Коржев взглянул на Парфена, на Любу и сказал, лукаво прищурив один глаз:
— Верно говоришь, девушка, что не всякому слову можно верить. Вот, к примеру, сколько бы ты мне ни рассказывала, что ребята по тебе не сохнут, я не поверю, и все!
Все окружавшие Любу, кроме Костюньки Овчинникова, захохотали. Девушка смутилась, попыталась отшутиться, но ее не расслышали.
— Громче говори, товарищ Коржев! — крикнули из задних рядов.
— А вы тихонько слушайте… Отелилась, значит, у мужичка — Василием, кажется, его звали — корова, — продолжал свой рассказ Коржев. — Да, именно, Василием Петровичем… Ну, теленок как теленок: голова, четыре ноги, хвост и все, что бычку иметь положено. Жена и говорит Василию: «Раз бычок — давай зарежем». А Василий Петрович ни в какую. «Я, говорит, дорогая женушка, через этого теленка такую силу приобрету, что за четырех работать буду!»
— Видишь — какое существенное дело! — укоризненно сказал Парфен Любе и оглянулся на стоявших сзади, как бы приглашая слушать внимательнее. Но всех и так заинтересовал рассказ.
— Ну, раз такое дело, жена мужу перечить не стала: шутка сказать — вместо одного работничка в дому будут четыре! Вот наш Василий Петрович и начал каждый день по три раза теленка брать на руки и носить по хлеву.

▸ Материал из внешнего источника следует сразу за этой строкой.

use std::collections::BTreeSet;

use ndarray::Array2;
use serde::{Deserialize, Serialize};

use super::PreprocessError;

/// One-hot encoder with per-column sorted vocabularies.
///
/// Categories unseen at fit time encode as all zeros for their column group.
#[derive(Debug, Clone, PartialEq, Eq, Serialize, Deserialize)]
pub struct OneHotEncoder {
    categories: Vec<Vec<String>>,
}

impl OneHotEncoder {
    /// Learns the vocabulary of each column. `columns` is column-major.
    #[must_use]
    pub fn fit(columns: &[Vec<String>]) -> Self {
        let categories = columns
            .iter()
            .map(|column| {
                column
                    .iter()
                    .cloned()
                    .collect::<BTreeSet<_>>()
                    .into_iter()
                    .collect()
            })
            .collect();
        Self { categories }
    }

    /// Expands the columns into indicator columns, one per learned category.
    pub fn transform(&self, columns: &[Vec<String>]) -> Result<Array2<f64>, PreprocessError> {
        if columns.len() != self.categories.len() {
            return Err(PreprocessError::WidthMismatch {
                expected: self.categories.len(),
                got: columns.len(),
            });
        }
        let rows = columns.first().map_or(0, Vec::len);
        let mut out = Array2::<f64>::zeros((rows, self.n_features_out()));
        let mut offset = 0;
        for (column, vocabulary) in columns.iter().zip(&self.categories) {
            for (row, value) in column.iter().enumerate() {
                if let Ok(position) = vocabulary.binary_search(value) {
                    out[[row, offset + position]] = 1.0;
                }
            }
            offset += vocabulary.len();
        }
        Ok(out)
    }

    /// Total indicator columns produced.
    #[must_use]
    pub fn n_features_out(&self) -> usize {
        self.categories.iter().map(Vec::len).sum()
    }

    /// Learned vocabularies, in column order.
    #[must_use]
    pub fn categories(&self) -> &[Vec<String>] {
        &self.categories
    }
}

#[cfg(test)]
mod tests {
    use super::*;

    fn column(values: &[&str]) -> Vec<String> {
        values.iter().map(ToString::to_string).collect()
    }

    #[test]
    fn encodes_sorted_vocabulary() {
        let train = vec![
            column(&["male", "female", "male"]),
            column(&["none", "completed", "none"]),
        ];
        let encoder = OneHotEncoder::fit(&train);
        assert_eq!(encoder.n_features_out(), 4);
        assert_eq!(encoder.categories()[0], column(&["female", "male"]));

        let encoded = encoder.transform(&train).unwrap();
        assert_eq!(encoded.row(0).to_vec(), vec![0.0, 1.0, 0.0, 1.0]);
        assert_eq!(encoded.row(1).to_vec(), vec![1.0, 0.0, 1.0, 0.0]);
    }

    #[test]
    fn unseen_categories_encode_as_zeros() {
        let encoder = OneHotEncoder::fit(&[column(&["group A", "group B"])]);
        let encoded = encoder.transform(&[column(&["group E"])]).unwrap();
        assert_eq!(encoded.row(0).to_vec(), vec![0.0, 0.0]);
    }
}
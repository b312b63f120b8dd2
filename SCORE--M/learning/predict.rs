use std::path::PathBuf;

use serde::{Deserialize, Serialize};
use serde_json::json;
use shared_logging::LogLevel;

use crate::{
    artifact::load_artifact,
    config::ArtifactStore,
    error::{PipelineError, Stage, StageResultExt},
    selection::TrainedModel,
    table::{Table, TableError},
    telemetry::PipelineTelemetry,
    transformation::Preprocessor,
};

/// One student record as submitted for scoring.
#[derive(Debug, Clone, PartialEq, Serialize, Deserialize)]
pub struct CustomData {
    /// `female` / `male`.
    pub gender: String,
    /// `group A` .. `group E`.
    pub race_ethnicity: String,
    /// Highest parental education level.
    pub parental_level_of_education: String,
    /// `standard` / `free/reduced`.
    pub lunch: String,
    /// `none` / `completed`.
    pub test_preparation_course: String,
    /// Reading score, 0 to 100.
    pub reading_score: f64,
    /// Writing score, 0 to 100.
    pub writing_score: f64,
}

impl CustomData {
    /// Column names of [`CustomData::to_table`].
    pub const COLUMNS: [&'static str; 7] = [
        "gender",
        "race_ethnicity",
        "parental_level_of_education",
        "lunch",
        "test_preparation_course",
        "reading_score",
        "writing_score",
    ];

    /// Single-row table addressed by the preprocessing schema's column names.
    pub fn to_table(&self) -> Result<Table, TableError> {
        let row = vec![
            self.gender.clone(),
            self.race_ethnicity.clone(),
            self.parental_level_of_education.clone(),
            self.lunch.clone(),
            self.test_preparation_course.clone(),
            self.reading_score.to_string(),
            self.writing_score.to_string(),
        ];
        Table::from_rows(
            Self::COLUMNS.iter().map(ToString::to_string).collect(),
            vec![row],
        )
    }
}

/// Serving-time scoring against the persisted preprocessor and model.
///
/// Both artifacts are read from disk on every call, so a retrained model is
/// picked up without a restart.
#[derive(Debug, Clone)]
pub struct PredictPipeline {
    preprocessor_path: PathBuf,
    model_path: PathBuf,
    telemetry: PipelineTelemetry,
}

impl PredictPipeline {
    /// Scores against the artifacts of `store`.
    #[must_use]
    pub fn new(store: &ArtifactStore) -> Self {
        Self::from_paths(store.preprocessor_path.clone(), store.model_path.clone())
    }

    /// Scores against explicit artifact files.
    #[must_use]
    pub fn from_paths(preprocessor_path: impl Into<PathBuf>, model_path: impl Into<PathBuf>) -> Self {
        Self {
            preprocessor_path: preprocessor_path.into(),
            model_path: model_path.into(),
            telemetry: PipelineTelemetry::disabled(),
        }
    }

    /// Routes prediction logs through `telemetry`.
    #[must_use]
    pub fn with_telemetry(mut self, telemetry: PipelineTelemetry) -> Self {
        self.telemetry = telemetry;
        self
    }

    /// Predicts the math score of one record. Scores must be finite; a NaN
    /// score is rejected rather than imputed.
    pub fn predict(&self, record: &CustomData) -> Result<f64, PipelineError> {
        for (column, value) in [
            ("reading_score", record.reading_score),
            ("writing_score", record.writing_score),
        ] {
            if !value.is_finite() {
                return Err(PipelineError::message(
                    Stage::Prediction,
                    format!("`{column}` must be a finite number, got {value}"),
                ));
            }
        }
        let table = record.to_table().in_stage(Stage::Prediction)?;
        let predictions = self.predict_table(&table)?;
        predictions.first().copied().ok_or_else(|| {
            PipelineError::message(Stage::Prediction, "model returned no prediction")
        })
    }

    /// Predicts every row of `table`; extra columns are ignored.
    pub fn predict_table(&self, table: &Table) -> Result<Vec<f64>, PipelineError> {
        let preprocessor: Preprocessor =
            load_artifact(&self.preprocessor_path).in_stage(Stage::Prediction)?;
        let model: TrainedModel = load_artifact(&self.model_path).in_stage(Stage::Prediction)?;
        let features = preprocessor.transform(table).in_stage(Stage::Prediction)?;
        let predictions = model.predict(features.view()).in_stage(Stage::Prediction)?;
        if let Some(row) = predictions.iter().position(|value| !value.is_finite()) {
            return Err(PipelineError::message(
                Stage::Prediction,
                format!("model produced a non-finite prediction for row {row}"),
            ));
        }
        self.telemetry.note(
            LogLevel::Debug,
            "prediction.completed",
            json!({ "rows": table.len(), "model": model.name }),
        );
        Ok(predictions.to_vec())
    }
}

Подходит, например, утречком к бычку и говорит: «Вчера вечером я тебя легко поднимал, неужто за ночь ты так отяжелел, что не сдюжаю?..» Месяц носит, два носит. Бычок растет, а у Василия сила и сноровка день ото дня прибавляются. Ну и… до сих пор, говорят, быка поднимает.
Толпа, окружавшая кошевку, оживилась. Послышались смех, веселые возгласы:
— Скажи пожалуйста!
— Какое развитие получил Василий Петрович!
— Очень просто: раз вчера ты теленка поднял, сегодня обязательно осилишь. И так далее, по текущим дням.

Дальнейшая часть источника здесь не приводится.